Aim to simplify your skincare routine using a gentle, non-foaming cleanser and a light moisturiser containing ceramides – oils that help to maintain the integrity of the skin’s barrier and keep out irritants.

In addition, azelaic acid cream or gel can help reduce inflammation in mild to moderate rosacea. It’s available over the counter, or a stronger formulation is available via prescription.

Rosacea is a chronic condition, sometimes just using the right skincare routine and avoiding triggers will be enough to reduce flares and keep things under control.

RELATED: Do you really need a menopause moisturiser?

Optimise your hormones

While not a direct treatment for rosacea, optimising your hormonal status by replacing your hormones will improve the general condition of your skin during perimenopause and menopause and can improve rosacea in some women [4].

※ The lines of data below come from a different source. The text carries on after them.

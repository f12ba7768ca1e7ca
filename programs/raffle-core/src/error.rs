use thiserror::Error;

pub type Result<T> = std::result::Result<T, RaffleError>;

/// Coarse classification the routing layer maps onto responses.
#[derive(Debug, Clone, Copy, PartialEq, Eq)]
pub enum ErrorKind {
    Validation,
    NotFound,
    Unauthorized,
    Storage,
}

#[derive(Debug, Error)]
pub enum RaffleError {
    #[error("Please enter name and password!")]
    MissingNameOrSecret,
    #[error("Name or password too long!")]
    NameOrSecretTooLong,
    #[error("Text of ticket too long!")]
    ContentTooLong,
    #[error("Participant identity too long")]
    OwnerTooLong,
    #[error("Raffle not found")]
    NotFound,
    #[error("Invalid password!")]
    InvalidPassword,
    #[error("Raffle store is unavailable: {0}")]
    StoreUnavailable(String),
    #[error("Raffle record could not be encoded or decoded")]
    Encoding(#[from] std::io::Error),
    #[error("Record exceeds maximum size of {max} bytes")]
    RecordTooLarge { max: usize },
    #[error("Raffle already exists")]
    DuplicateRaffle,
    #[error("Entropy source failed: {0}")]
    Entropy(String),
    #[error("Invalid configuration: {0}")]
    InvalidConfig(String),
}

impl RaffleError {
    pub fn kind(&self) -> ErrorKind {
        match self {
            RaffleError::MissingNameOrSecret
            | RaffleError::NameOrSecretTooLong
            | RaffleError::ContentTooLong
            | RaffleError::OwnerTooLong => ErrorKind::Validation,
            RaffleError::NotFound => ErrorKind::NotFound,
            RaffleError::InvalidPassword => ErrorKind::Unauthorized,
            RaffleError::StoreUnavailable(_)
            | RaffleError::Encoding(_)
            | RaffleError::RecordTooLarge { .. }
            | RaffleError::DuplicateRaffle
            | RaffleError::Entropy(_)
            | RaffleError::InvalidConfig(_) => ErrorKind::Storage,
        }
    }
}
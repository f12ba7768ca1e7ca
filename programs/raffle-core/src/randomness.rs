use arrayref::array_ref;
use chrono::Utc;

use crate::{
    error::{RaffleError, Result},
    state::Ticket,
};

pub const ENTROPY_LEN: usize = 32;

/// Source of raw random bytes for winner draws.
pub trait EntropySource: Send + Sync {
    fn fill(&self, buf: &mut [u8; ENTROPY_LEN]) -> Result<()>;
}

/// Entropy from the operating system.
#[derive(Clone, Copy, Debug, Default)]
pub struct OsEntropy;

impl EntropySource for OsEntropy {
    fn fill(&self, buf: &mut [u8; ENTROPY_LEN]) -> Result<()> {
        getrandom::getrandom(buf).map_err(|e| RaffleError::Entropy(e.to_string()))
    }
}

/// Picks the content of one ticket, each with probability `1/n`.
/// An empty slice yields the empty string.
pub fn select_winner(tickets: &[Ticket], entropy: &dyn EntropySource) -> Result<String> {
    if tickets.is_empty() {
        return Ok(String::new());
    }
    let index = draw_index(tickets.len() as u64, entropy)?;
    Ok(tickets[index as usize].content.clone())
}

/// Maps fresh entropy onto `0..range` by rejection sampling. Rejected values are
/// discarded and a new block is drawn, so every index is equally likely.
pub fn draw_index(range: u64, entropy: &dyn EntropySource) -> Result<u64> {
    if range == 0 {
        return Err(RaffleError::Entropy("cannot draw from an empty range".to_string()));
    }

    // If range is a power of 2, a mask is already unbiased
    if range.is_power_of_two() {
        return Ok(next_word(entropy)? & (range - 1));
    }

    // Largest multiple of range that fits in u64
    let threshold = u64::MAX - (u64::MAX % range);
    loop {
        let value = next_word(entropy)?;
        if value < threshold {
            return Ok(value % range);
        }
    }
}

/// Draws one 32-byte block and folds it into a single word.
fn next_word(entropy: &dyn EntropySource) -> Result<u64> {
    let mut data = [0u8; ENTROPY_LEN];
    entropy.fill(&mut data)?;

    let chunk1 = u64::from_le_bytes(*array_ref![data, 0, 8]);
    let chunk2 = u64::from_le_bytes(*array_ref![data, 8, 8]);
    let chunk3 = u64::from_le_bytes(*array_ref![data, 16, 8]);
    let chunk4 = u64::from_le_bytes(*array_ref![data, 24, 8]);
    let timestamp = Utc::now().timestamp_nanos_opt().unwrap_or_default() as u64;

    let mut mixed = mix(chunk1, timestamp);
    mixed = mix(mixed, chunk2);
    mixed = mix(mixed, chunk3);
    Ok(mix(mixed, chunk4))
}

/// splitmix64 finaliser over `a + b`.
fn mix(a: u64, b: u64) -> u64 {
    let mut z = a.wrapping_add(b);

    z = (z ^ (z >> 30)).wrapping_mul(0xbf58476d1ce4e5b9);
    z = (z ^ (z >> 27)).wrapping_mul(0x94d049bb133111eb);
    z ^ (z >> 31)
}
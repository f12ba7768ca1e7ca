use std::fmt;

use argon2::{
    password_hash::{PasswordHash, PasswordHasher, PasswordVerifier, SaltString},
    Algorithm, Argon2, Params, Version,
};
use borsh::{BorshDeserialize, BorshSerialize};

use crate::error::{RaffleError, Result};

pub const SALT_LEN: usize = 16;

/// Upper bound on a stored PHC string. An argon2id hash with a 16-byte salt and
/// six-digit cost parameters stays under 110 bytes.
pub const MAX_SECRET_HASH_BYTES: usize = 128;

/// Argon2id cost used when hashing new secrets. Existing hashes carry their own
/// parameters and are verified with those.
#[derive(Clone, Copy, Debug, PartialEq, Eq)]
pub struct SecretHashParams {
    pub memory_kib: u32,
    pub iterations: u32,
}

impl SecretHashParams {
    pub fn to_argon2(&self) -> Result<Params> {
        Params::new(self.memory_kib, self.iterations, 1, None)
            .map_err(|e| RaffleError::InvalidConfig(format!("secret hash parameters: {e}")))
    }
}

/// Salted argon2id hash of a raffle secret, kept as its PHC string
/// (`$argon2id$v=19$m=..,t=..,p=1$<salt>$<hash>`).
#[derive(BorshSerialize, BorshDeserialize, Clone, PartialEq, Eq)]
pub struct SecretHash {
    phc: String,
}

impl SecretHash {
    /// Hashes `secret` under a fresh random salt.
    pub fn generate(secret: &str, params: SecretHashParams) -> Result<Self> {
        let mut salt = [0u8; SALT_LEN];
        getrandom::getrandom(&mut salt).map_err(|e| RaffleError::Entropy(e.to_string()))?;
        let salt = SaltString::encode_b64(&salt)
            .map_err(|e| RaffleError::Entropy(format!("salt encoding: {e}")))?;

        let hasher = Argon2::new(Algorithm::Argon2id, Version::V0x13, params.to_argon2()?);
        let phc = hasher
            .hash_password(secret.as_bytes(), &salt)
            .map_err(|e| RaffleError::InvalidConfig(format!("secret hashing: {e}")))?
            .to_string();
        Ok(Self { phc })
    }

    /// Wraps a stored PHC string, rejecting anything that does not parse.
    pub fn from_phc(phc: impl Into<String>) -> Result<Self> {
        let phc = phc.into();
        if phc.len() > MAX_SECRET_HASH_BYTES || PasswordHash::new(&phc).is_err() {
            return Err(RaffleError::Encoding(std::io::Error::new(
                std::io::ErrorKind::InvalidData,
                "malformed secret hash",
            )));
        }
        Ok(Self { phc })
    }

    pub fn as_phc(&self) -> &str {
        &self.phc
    }

    /// Checks `supplied` using the algorithm and cost recorded in the hash itself.
    /// The final comparison is constant-time.
    pub fn verify(&self, supplied: &str) -> bool {
        let Ok(parsed) = PasswordHash::new(&self.phc) else {
            return false;
        };
        Argon2::default()
            .verify_password(supplied.as_bytes(), &parsed)
            .is_ok()
    }
}

// Debug never prints the hash.
impl fmt::Debug for SecretHash {
    fn fmt(&self, f: &mut fmt::Formatter<'_>) -> fmt::Result {
        f.write_str("SecretHash(..)")
    }
}

#[cfg(test)]
pub(crate) mod tests {
    use super::*;

    pub(crate) const CHEAP: SecretHashParams = SecretHashParams {
        memory_kib: 8,
        iterations: 1,
    };

    #[test]
    fn verifies_only_the_original_secret() {
        let hash = SecretHash::generate("pw123", CHEAP).unwrap();
        assert!(hash.as_phc().starts_with("$argon2id$v=19$m=8,t=1,p=1$"));
        assert!(hash.verify("pw123"));
        assert!(!hash.verify("pw124"));
        assert!(!hash.verify(""));
    }

    #[test]
    fn verification_follows_the_stored_cost() {
        let cheap = SecretHash::generate("pw123", CHEAP).unwrap();
        let costlier = SecretHash::generate(
            "pw123",
            SecretHashParams {
                memory_kib: 16,
                iterations: 2,
            },
        )
        .unwrap();

        assert!(cheap.verify("pw123"));
        assert!(costlier.verify("pw123"));
    }

    #[test]
    fn same_secret_gets_distinct_salts() {
        let a = SecretHash::generate("pw123", CHEAP).unwrap();
        let b = SecretHash::generate("pw123", CHEAP).unwrap();
        assert_ne!(a, b);
    }

    #[test]
    fn stored_form_is_parsed_and_redacted() {
        let hash = SecretHash::generate("pw123", CHEAP).unwrap();
        let reloaded = SecretHash::from_phc(hash.as_phc()).unwrap();
        assert!(reloaded.verify("pw123"));
        assert_eq!(format!("{reloaded:?}"), "SecretHash(..)");

        assert!(SecretHash::from_phc("pw123").is_err());
        assert!(SecretHashParams {
            memory_kib: 0,
            iterations: 1
        }
        .to_argon2()
        .is_err());
    }
}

Topical and oral prescription treatments

In addition to azelaic acid, there are topical treatments available on prescription that can reduce inflammation and spots in moderate to severe cases. Oral antibiotics may also be prescribed to reduce inflammation.

Laser treatments

Redness and dilated blood vessels can be treated with laser therapy by a dermatologist. Lasers and intense pulsed light reduce the size and quantity of blood vessels, reducing redness, thread veins and spots.

Rhinophyma

For severe rhinophyma, you may be referred to a dermatologist or plastic surgeon to remove the excess thickened tissue.

References

  1. Gether, L., Overgaard, L. K., Egeberg, A., Thyssen, J. P. (2018). ‘Incidence and prevalence of rosacea: a systematic review and meta-analysis’,The British Journal of Dermatology, 179(2), pp.282–89. doi.org/10.1111/bjd.16481
  2. Gether, L., Overgaard, L. K., Egeberg, A., Thyssen, J. P. (2018). ‘Incidence and prevalence of rosacea: a systematic review and meta-analysis’,The British Journal of Dermatology, 179(2), pp.282–89. doi.org/10.1111/bjd.16481
  3. Wu WH, Geng H, Cho E, Eliassen AH, Drucker AM, Li TY, Qureshi AA, Li WQ. Reproductive and hormonal factors and risk of incident rosacea among US White women. J Am Acad Dermatol. 2022 Jul;87(1):138-140. doi: 10.1016/j.jaad.2021.06.865. Epub 2021 Jul 15. PMID: 34274412.
  4. Yang F, Wang L, Jiang X. Clinical characteristics of rosacea in perimenopausal women. Skin Res Technol. 2024 Jan;30(1):e13542. doi: 10.1111/srt.13542. PMID: 38221784; PMCID: PMC10788583.